Young Clinton man beats cancer, twice, and gives back

The tumor on the base of his spine was the size of grapefruit. But it took time to convince doctors that something was very wrong.

Clinton resident Aaron Dworkin stands on a California beach more than two years after having been diagnosed with cancer

The tumor on the base of his spine was the size of grapefruit.

But it took time to convince doctors that something was very wrong.

Three years later, 29-year-old Clinton resident Aaron Dworkin is celebrating life; the one he still has after suffering two unrelated forms of cancer and beating them both.

At age 26, after having complained of severe lower back pain and after doctors told him he was probably sore from working in the construction industry, Dworkin finally got an answer.

A magnetic resonance image identified the large tumor on Dworkin’s sacrum as an extremely rare malignant peripheral nerve sheath tumor.

The tumor was growing out of a nerve and over the bone of his spinal column and after it was cut out and radiated, Dworkin was left with no strength in his left leg.

“I was supposed to be paralyzed,” he said.

“The surgeon told my mother and me that I was very lucky to be walking again.”

Finally finishing the six weeks of radiation, Dworkin moved with his wife and children from the San Francisco Bay Area to Whidbey Island to be closer to his mom and aunts.

Three days after leaving California, doctors told him his most recent X-ray had revealed thyroid cancer, a cancer also rare in young men.

Dworkin underwent a second round of surgery to remove his thyroid, followed by radioactive iodine treatment which destroys thyroid cells and for which he had to be quarantined.

Except for the loss of strength in his left leg and having to take thyroid medicine, Dworkin said he feels good and he’s subsequently learned a few lessons.

“It was hard. My marriage fell apart and I have to be retrained in order to find a new career,” Dworkin said.

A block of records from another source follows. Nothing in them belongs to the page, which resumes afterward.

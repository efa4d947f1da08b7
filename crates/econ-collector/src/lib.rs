//! 다중 소스 경제 데이터 수집기.
//!
//! 프로바이더 어댑터를 settle-all 방식으로 병렬 디스패치하고, 수집된
//! 부분 레코드를 병합한 뒤 Postgres에 멱등 upsert합니다.

pub mod config;
pub mod error;
pub mod modules;
pub mod orchestrator;
pub mod sink;
pub mod stats;

pub use config::CollectorConfig;
pub use error::{CollectorError, Result};
pub use orchestrator::FetchOrchestrator;
pub use sink::RecordSink;
pub use stats::{EntityOutcome, EntityStatus, RunSummary};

“But I push for what I need now.

I don’t guess anymore,” he added, referring to the doctors who didn’t believe his pain was as severe as it was.

He now makes the trip to Seattle Cancer Care Alliance for check-ups once per year.

Dworkin doesn’t look back and only wants to celebrate his new lease on life.

“I want to give back now,” he said.

In that spirit, Dworkin has embraced his new perspective and has organized an event to raise funds and awareness for cancer.

The Edgecliff in Langley will host a ladies night at 10 p.m. Friday,

Dec. 19, the anniversary of Dworkin’s first surgery.

With Dworkin providing his services as DJ, an activity he has happily embraced since his ordeal, the event will combine music and dancing, drink specials, finger foods and games with a special jewelry-raffle fundraiser.

Dworkin has donated a 1½-carat diamond platinum ring as the grand prize.

Second prize is a pair of white gold hoop earrings, and third prize is a massage donated by Body Kneads.

“I remember when I was going through everything, my guy friends were worrying about what bar they were going to hang out in,” Dworkin said.

“I was worrying about if I would be able to use my leg and be able to go to the bathroom on my own,” he said.

Dworkin said he was inspired by fellow cancer survivor and cycling champion Lance Armstrong’s book, “It’s Not About the Bike: My Journey Back to Life.”

He is working on his own book so that people can be inspired by the fact that even as a young man, cancer doesn’t have to ruin your life.

“Cancer has given me the perspective that life is too short; that you have to have fun while you can and give back to the world,” Dworkin said.

Twenty-five percent of raffle ticket sales will be donated to Susan G. Komen Breast Cancer Foundation.